The Nobel Prize in Literature 1936
Eugene O'Neill
As the Laureate was unable to be present at the Nobel Banquet at the City Hall in Stockholm, December 10, 1936, the speech was read by James E. Brown, Jr., American Chargé d'Affaires
It is an extraordinary privilege that has
come to me to take before this gathering of eminent persons the
place of my fellow-countryman, Mr. Eugene O'Neill, recipient of
the Nobel Prize in Literature, who unfortunately is unable to be
present here today.
It is an extraordinary privilege because the significance and
true worth of the Nobel Prizes are fully recognized in all
advanced parts of the world. The Prizes are justly held in honor
and esteem, for it is well known that they are awarded without
prejudice of any kind by the several committees whose members
generously devote much time and thought to the task in their
charge.
In addition to being a stimulus to endeavour and a high
recognition of achievement, the Prizes are valuable in another
respect. Owing to the complete absence of partiality in the
awarding of them, they induce people of all countries to think in
terms of the world and mankind, heedless of classifications or
boundaries of any character. The good influence of such
conspicuous recognition of a particular achievement thus spreads
far beyond its special purpose.
Mr. O'Neill has been prevented from being here today principally
because the state of his health, damaged by overwork, has forced
him to follow his doctor's orders to live absolutely quietly for
several months. It is his hope, and I follow his own words in a
letter to me, that all those connected with the festival will
accept in good faith his statement of the impossibility of his
attending, and not put it down to arbitrary temperament, or
anything of the sort.
In view of his inability to attend, he promptly sent a speech to
be read on his behalf on this occasion. Mr. O'Neill in a letter
to me said regarding his speech, «It is no mere artful
gesture to please a Swedish audience. It is a plain statement of
fact and my exact feeling, and I am glad of this opportunity to
get it said and on record.» It affords me great pleasure to
read now the speech addressed to this gathering by Mr. Eugene
O'Neill.
«First, I wish to express again to you my deep regret that
circumstances have made it impossible for me to visit Sweden in
time for the festival, and to be present at this banquet to tell
you in person of my grateful appreciation.
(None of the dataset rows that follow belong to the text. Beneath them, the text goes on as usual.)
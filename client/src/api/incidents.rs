//! Incident management endpoints used by the dashboard.

use serde_json::Value;

use super::ApiClient;
use super::dto::{IncidentEnvelope, IncidentsEnvelope};
use crate::domain::{ClientResult, EntityId, Incident, IncidentNote, NewIncident};

/// Accessor for `/incidents`.
pub struct IncidentsApi<'a> {
    client: &'a ApiClient,
}

impl<'a> IncidentsApi<'a> {
    pub(super) fn new(client: &'a ApiClient) -> Self {
        Self { client }
    }

    /// `GET /incidents`.
    pub async fn list(&self) -> ClientResult<Vec<Incident>> {
        let envelope: IncidentsEnvelope = self.client.get_as("/incidents").await?;
        Ok(envelope.incidents)
    }

    /// `POST /incidents`.
    pub async fn create(&self, incident: &NewIncident) -> ClientResult<Incident> {
        let envelope: IncidentEnvelope = self.client.post_as("/incidents", incident).await?;
        Ok(envelope.incident)
    }

    /// `PUT /incidents/:id/update`, appending `note` to the timeline.
    pub async fn post_update(&self, id: &EntityId, note: &IncidentNote) -> ClientResult<Incident> {
        let envelope: IncidentEnvelope = self
            .client
            .put_as(&format!("/incidents/{id}/update"), Some(note))
            .await?;
        Ok(envelope.incident)
    }

    /// `PUT /incidents/:id/resolve`.
    pub async fn resolve(&self, id: &EntityId) -> ClientResult<Incident> {
        let envelope: IncidentEnvelope = self
            .client
            .put_as::<Value, _>(&format!("/incidents/{id}/resolve"), None)
            .await?;
        Ok(envelope.incident)
    }
}
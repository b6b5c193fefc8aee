//! Reqwest-backed HTTP transport.
//!
//! This adapter owns transport details only: method and header mapping,
//! body transfer, and classifying reqwest failures. Status handling and JSON
//! decoding stay in the access layer.

use async_trait::async_trait;
use reqwest::header::CONTENT_TYPE;
use reqwest::{Client, Method};

use crate::domain::ports::{ApiRequest, ApiResponse, HttpMethod, HttpTransport, TransportError};

/// Transport performing real HTTP exchanges through a shared reqwest client.
#[derive(Debug, Clone)]
pub struct ReqwestTransport {
    client: Client,
}

impl ReqwestTransport {
    /// Build a transport with reqwest's default client settings.
    ///
    /// # Errors
    ///
    /// Returns an error when the reqwest client cannot be constructed.
    pub fn new() -> Result<Self, reqwest::Error> {
        Ok(Self::with_client(Client::builder().build()?))
    }

    /// Wrap a preconfigured client.
    pub fn with_client(client: Client) -> Self {
        Self { client }
    }
}

#[async_trait]
impl HttpTransport for ReqwestTransport {
    async fn send(&self, request: ApiRequest) -> Result<ApiResponse, TransportError> {
        let ApiRequest {
            method,
            url,
            headers,
            body,
        } = request;
        let mut builder = self.client.request(map_method(method), url.as_str());
        for (name, value) in &headers {
            builder = builder.header(name.as_str(), value.as_str());
        }
        if let Some(payload) = body {
            builder = builder.body(payload);
        }

        let response = builder.send().await.map_err(map_send_error)?;
        let status = response.status().as_u16();
        let content_type = response
            .headers()
            .get(CONTENT_TYPE)
            .and_then(|value| value.to_str().ok())
            .map(str::to_owned);
        let bytes = response
            .bytes()
            .await
            .map_err(|error| TransportError::body(error.to_string()))?;

        Ok(ApiResponse {
            status,
            content_type,
            body: bytes.to_vec(),
        })
    }
}

fn map_method(method: HttpMethod) -> Method {
    match method {
        HttpMethod::Get => Method::GET,
        HttpMethod::Post => Method::POST,
        HttpMethod::Put => Method::PUT,
        HttpMethod::Delete => Method::DELETE,
    }
}

fn map_send_error(error: reqwest::Error) -> TransportError {
    if error.is_builder() {
        TransportError::invalid_request(error.to_string())
    } else {
        TransportError::unreachable(error.to_string())
    }
}

#[cfg(test)]
mod tests {
    //! Regression coverage for non-network mapping helpers.
    use super::*;
    use rstest::rstest;

    #[rstest]
    #[case(HttpMethod::Get, Method::GET)]
    #[case(HttpMethod::Post, Method::POST)]
    #[case(HttpMethod::Put, Method::PUT)]
    #[case(HttpMethod::Delete, Method::DELETE)]
    fn methods_map_to_reqwest(#[case] method: HttpMethod, #[case] expected: Method) {
        assert_eq!(map_method(method), expected);
    }

    #[tokio::test]
    async fn malformed_urls_are_invalid_requests() {
        let transport = ReqwestTransport::new().expect("client builds");
        let err = transport
            .send(ApiRequest {
                method: HttpMethod::Get,
                url: "not a url".to_owned(),
                headers: Vec::new(),
                body: None,
            })
            .await
            .expect_err("malformed URL must fail");
        assert!(matches!(err, TransportError::InvalidRequest { .. }));
    }
}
It is difficult to put into anything like adequate words the
profound gratitude I feel for the greatest honor that my work
could ever hope to attain, the award of the Nobel Prize. This
highest of distinctions is all the more grateful to me because I
feel so deeply that it is not only my work which is being
honored, but the work of all my colleagues in America - that this
Nobel Prize is a symbol of the recognition by Europe of the
coming-of-age of the American theatre. For my plays are merely,
through luck of time and circumstance, the most widely-known
examples of the work done by American playwrights in the years
since the World War - work that has finally made modern American
drama in its finest aspects an achievement of which Americans can
be justly proud, worthy at last to claim kinship with the modern
drama of Europe, from which our original inspiration so surely
derives.
This thought of original inspiration brings me to what is, for
me, the greatest happiness this occasion affords, and that is the
opportunity it gives me to acknowledge, with gratitude and pride,
to you and to the people of Sweden, the debt my work owes to that
greatest genius of all modern dramatists, your August
Strindberg.
It was reading his plays when I first started to write back in
the winter of 1913-14 that, above all else, first gave me the
vision of what modern drama could be, and first inspired me with
the urge to write for the theatre myself. If there is anything of
lasting worth in my work, it is due to that original impulse from
him, which has continued as my inspiration down all the years
since then - to the ambition I received then to follow in the
footsteps of his genius as worthily as my talent might permit,
and with the same integrity of purpose.
Of course, it will be no news to you in Sweden that my work owes
much to the influence of Strindberg. That influence runs clearly
through more than a few of my plays and is plain for everyone to
see. Neither will it be news for anyone who has ever known me,
for I have always stressed it myself. I have never been one of
those who are so timidly uncertain of their own contribution that
they feel they cannot afford to admit ever having been
influenced, lest they be discovered as lacking all
originality.
No, I am only too proud of my debt to Strindberg, only too happy
to have this opportunity of proclaiming it to his people. For me,
he remains, as Nietzsche remains in his sphere, the Master, still
to this day more modern than any of us, still our leader. And it
is my pride to imagine that perhaps his spirit, musing over this
year's Nobel award for literature, may smile with a little
satisfaction, and find the follower not too unworthy of his
Master.»
Prior to the speech, Robert Fries, Director of the Bergius Foundation, remarked: «It is difficult to explain the vital processes in the living organism; it is difficult to interpret the inmost essence of matter, but it is perhaps most difficult to sound the human mind and to understand the soul in its shifting phases. With passionate intensity and impulsive genius Eugene O'Neill has done this in his dramas, and one cannot but be captivated by the masterly way in which he deals with the great problems of life.»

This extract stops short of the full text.